Over the last month, we’ve been providing information about an internet-wide issue known as scraping. Scraping is the automated collection of data from a website or app. It can be done through authorized means, such as web crawling by a search engine, or through unauthorized means, which involves using automation to collect information in violation of our terms of service. Those who do it through unauthorized means often try to disguise their activity so that it blends in with ordinary usage.
We’ve previously posted about how scraping works and how we are combating it. In this post, we will provide more details about our efforts to fight unauthorized scraping, and offer a deeper dive into the topic of “phone number enumeration” — a scraping technique that was at the center of recent reports about scraping on our platform.
We believe it’s important to be more transparent about our work to combat different forms of abuse on our platform. That’s why today we also launched our new Transparency Center which provides a single destination for our integrity efforts. We also just published our latest Transparency Report for the second half of 2020, as well as our Community Standards Enforcement Report for the first quarter of this year.
How We Protect Against Data Misuse
Scraping affects a wide variety of companies and industries. Beyond social media platforms like Facebook, LinkedIn and Clubhouse, data scrapers have also collected personal information from home fitness equipment companies like Echelon and health apps like Strava as well as industries like banks, e-commerce and hospitality. Any website or app through which data can be publicly accessed is a potential scraping target.
Facebook is well aware of this risk, and while we can never eliminate it entirely, we have several measures in place to mitigate the risk of scraping on our platform. For example:
- We built an External Data Misuse team that consists of more than 100 people dedicated to detecting, investigating and blocking patterns of behavior associated with scraping.
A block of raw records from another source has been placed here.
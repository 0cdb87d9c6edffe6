//! STARKVIND air purifier

use crate::channels;
use crate::field::{DerivedField, FieldDescriptor, FieldKind};
use crate::keys;
use crate::model::{DeviceType, OnOff, State, Unit};

use super::DeviceProfile;

/// Accepted fan mode codes: off, auto, then levels 1 to 5
pub const FAN_MODES: &[i64] = &[0, 1, 10, 20, 30, 40, 50];

/// PM2.5 reading reported while the sensor has no measurement
pub const AIR_QUALITY_UNDEFINED: i64 = 65535;

/// Coarse air quality bucket derived from PM2.5
#[derive(Debug, Clone, Copy, PartialEq, Eq)]
pub enum AirQualityRating {
    Good = 1,
    Ok = 2,
    Bad = 3,
}

impl AirQualityRating {
    pub fn from_pm25(pm25: f64) -> Self {
        if pm25 <= 35.0 {
            AirQualityRating::Good
        } else if pm25 <= 85.0 {
            AirQualityRating::Ok
        } else {
            AirQualityRating::Bad
        }
    }
}

static FIELDS: [FieldDescriptor; 7] = [
    FieldDescriptor::read_write(
        channels::FAN_MODE,
        keys::FAN_MODE,
        FieldKind::Enumerated(FAN_MODES),
    ),
    FieldDescriptor::read_only(channels::FAN_SPEED, keys::FAN_SPEED, FieldKind::Raw),
    FieldDescriptor::read_write(channels::DISABLE_LED, keys::LED_DISABLE, FieldKind::Switch),
    FieldDescriptor::read_write(
        channels::LOCK_BUTTON,
        keys::LOCK_PHYSICAL_BUTTON,
        FieldKind::Switch,
    ),
    FieldDescriptor::read_only(
        channels::AIR_QUALITY_PM25,
        keys::AIR_QUALITY,
        FieldKind::Measurement {
            unit: Unit::MicrogramsPerCubicMetre,
            undefined: Some(AIR_QUALITY_UNDEFINED),
        },
    ),
    FieldDescriptor::read_only(
        channels::FILTER_CHECK_NEXT,
        keys::FILTER_CHECK_NEXT,
        FieldKind::Measurement {
            unit: Unit::Minutes,
            undefined: None,
        },
    ),
    FieldDescriptor::read_only(
        channels::FILTER_UPTIME,
        keys::FILTER_UPTIME,
        FieldKind::Measurement {
            unit: Unit::Minutes,
            undefined: None,
        },
    ),
];

static DERIVED: [DerivedField; 2] = [
    DerivedField {
        channel: channels::AIR_QUALITY_RATING,
        source: channels::AIR_QUALITY_PM25,
        derive: air_quality_rating,
    },
    DerivedField {
        channel: channels::FILTER_CHECK_ALARM,
        source: channels::FILTER_CHECK_NEXT,
        derive: filter_check_alarm,
    },
];

pub(super) static PROFILE: DeviceProfile = DeviceProfile {
    device_type: DeviceType::AirPurifier,
    fields: &FIELDS,
    derived: &DERIVED,
};

fn air_quality_rating(pm25: &State) -> Option<State> {
    match pm25 {
        State::Quantity(quantity) => Some(State::Decimal(
            AirQualityRating::from_pm25(quantity.value) as i64,
        )),
        State::Undefined => Some(State::Undefined),
        _ => None,
    }
}

// Negative minutes until the next check means the check is overdue
fn filter_check_alarm(next_check: &State) -> Option<State> {
    match next_check {
        State::Quantity(quantity) => Some(State::OnOff(OnOff::from(quantity.value < 0.0))),
        _ => None,
    }
}

#[cfg(test)]
mod tests {
    use super::*;
    use crate::model::Quantity;

    #[test]
    fn test_rating_buckets() {
        assert_eq!(AirQualityRating::from_pm25(0.0), AirQualityRating::Good);
        assert_eq!(AirQualityRating::from_pm25(35.0), AirQualityRating::Good);
        assert_eq!(AirQualityRating::from_pm25(36.0), AirQualityRating::Ok);
        assert_eq!(AirQualityRating::from_pm25(85.0), AirQualityRating::Ok);
        assert_eq!(AirQualityRating::from_pm25(86.0), AirQualityRating::Bad);
    }

    #[test]
    fn test_rating_derivation() {
        let pm25 = State::Quantity(Quantity::new(50.0, Unit::MicrogramsPerCubicMetre));
        assert_eq!(air_quality_rating(&pm25), Some(State::Decimal(2)));
        assert_eq!(air_quality_rating(&State::Undefined), Some(State::Undefined));
    }

    #[test]
    fn test_filter_alarm_derivation() {
        let overdue = State::Quantity(Quantity::new(-10.0, Unit::Minutes));
        let pending = State::Quantity(Quantity::new(0.0, Unit::Minutes));
        assert_eq!(filter_check_alarm(&overdue), Some(State::OnOff(OnOff::On)));
        assert_eq!(filter_check_alarm(&pending), Some(State::OnOff(OnOff::Off)));
        assert_eq!(filter_check_alarm(&State::Undefined), None);
    }
}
- We impose rate and data limits, which are designed to restrict how much data a single person can obtain through a certain feature, and put other obstacles in place against unauthorized automation. We block billions of suspected scraping actions per day across Facebook and Instagram.
- We work with researchers to find and secure publicly accessible datasets that contain Facebook user data — whether the data appears to have originated from Facebook or a Facebook app developer. These datasets are found across a range of hosting providers and online platforms. The malicious actors who trade or sell these datasets often recycle or manipulate them over time, which means that many of them often contain duplicate information or inaccurate data.
- If we find scraped datasets containing Facebook data, there are no surefire options for getting them taken down or going after those responsible for them, but we may take a number of actions.
- In the past year, we’ve taken over 300 enforcement actions against people who abuse our platform, including sending cease and desist letters, disabling accounts, filing lawsuits or requesting assistance from hosting providers to get them taken down. In a recent case, we successfully reached a settlement with the operator of a service that violated our Terms called Massroot8. Along with shutting down the service, we permanently banned the operator and anyone acting on his behalf from Facebook or Instagram.
Phone Number Enumeration
One particular scraping technique that we have worked hard to combat is known as “phone number enumeration.” This involves using automated tools at scale to retrieve information about people based on their phone numbers.
Before a set of improvements we made in September 2019, scrapers found ways to abuse various contact discovery features we had which were designed to allow people to find and connect with their contacts on Facebook. These features include the contact importer feature that people could use to upload their contacts from their mobile devices to Facebook and find matching people based on their phone numbers. We believe the scrapers used phone number enumeration to abuse this feature and scrape information. Here’s how phone number enumeration generally works using contact importer functionality. You can also check out this visual depiction of the process to see how we work to combat this technique.
- With phone number enumeration, scrapers target densely populated areas that have an abundance of mobile phone numbers that are likely to be associated with accounts on Facebook, or other popular platforms.
- They choose a phone number format and automatically generate a list of target phone numbers.
- These numbers are used to create contact lists on a large number of simulated mobile devices. The scrapers spread their activity across numerous simulated devices to avoid tripping rate or data limits and to try to blend in with ordinary user activity.
- The various simulated devices are each used to upload a contact list (each containing a segment of the phone numbers on the scrapers’ list) to the contact importer of the targeted website or app.
- By design, the contact importer returns information about matching contacts, subject to their privacy settings. The scrapers aggregate this information over time into a separate database.
The changes to the contact importer feature that we described above were focused on combating this technique. Because scrapers are always changing their methods, we regularly review and update our defenses to try to stay ahead of them. We detailed some of our methods, including rate limits, data limits, behavioral detection and other protections in a previous post.
To be clear, our first line of defense against unauthorized scraping is to make it as hard as we can for people’s data to be collected at scale. We want people to feel comfortable using our services, with confidence that we protect their information, so we work to limit access to our features by scrapers while enabling people to continue using those features in order to connect and share with others.